I get asked by institutional investors all the time: "How do you compete with this little bank or that little bank?" And my response is: "I don't know. That's just not where the line of scrimmage is for us." Our company is engineered to compete with Regions Financial, SunTrust Banks, Bank of America, and Wells Fargo. That's where we draw the line of scrimmage.

We don't have to compete against local banks. That resonates with people. Once that light comes on, and you develop confidence that you can bring those people over to a less micromanaged environment, and bring their books of business and so forth, it just creates a different target for who they're hiring and how they do so that's pretty powerful.

The Motley Fool: You approach efficiency the same way U.S. Bancorp (USB 2.56%) does, by driving it through revenue growth not expense cuts. This has proved to be very effective at both Pinnacle and U.S. Bancorp. What led you to this approach?

Turner: The temptation is to improve the efficiency ratio by cutting expenses. You don't have to be good to do that. So that's the lever most people pull on because it's the most obvious and easy to control.

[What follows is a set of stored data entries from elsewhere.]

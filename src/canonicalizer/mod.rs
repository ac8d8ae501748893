//! Canonical comparison keys for job-posting links.
//!
//! Links reached through tracking wrappers, redirectors or with reordered
//! query strings collapse to one key when they name the same posting.
//! Every operation here is a pure string transformation and never fails;
//! malformed input simply produces a key nothing else matches.

pub mod final_url;
pub mod link_cleanup;
pub mod query;
pub mod redirector;
pub mod target;


pub use final_url::normalize_final_url;
pub use link_cleanup::{clean_link, CleanupPolicy};
pub use query::normalize_query;
pub use redirector::{redirector_for, RedirectorRule};
pub use target::extract_target_url;

/// Full canonical key of a link: the resolved target, normalized
pub fn canonical_key(url: &str) -> String {
    normalize_final_url(&extract_target_url(url))
}

/// True when both links resolve to the same canonical key
pub fn are_job_urls_same(url1: &str, url2: &str) -> bool {
    canonical_key(url1) == canonical_key(url2)
}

But the truth is, if you go back to this idea that we're trying to create a great workplace that allows us to hire the best bankers and keep them engaged and excited about working here, it's hard to do that in an expense-cutting mode. It breaks down trust between people, which cuts against everything we're trying to do here.

So we've always gone about it in a different way. When we came out of the crisis, all the numbers were messed up, people wanted to see what expenses you could cut, because that's where they thought your profit lever would come from. We said, "That isn't us. We're going to create a great efficiency ratio. We're going to drive our expense-to-asset ratio down, but the way we're going to do that is we're going to grow the asset base of this company.

People enjoy playing offense, which is about revenue production. People here love it that we're growing and taking share. It creates a mentality that feeds on itself inside the company in exactly the same way that expense cutting does in reverse, which unwinds morale and momentum. A revenue-focused approach drives that momentum and becomes a self-fulfilling prophecy.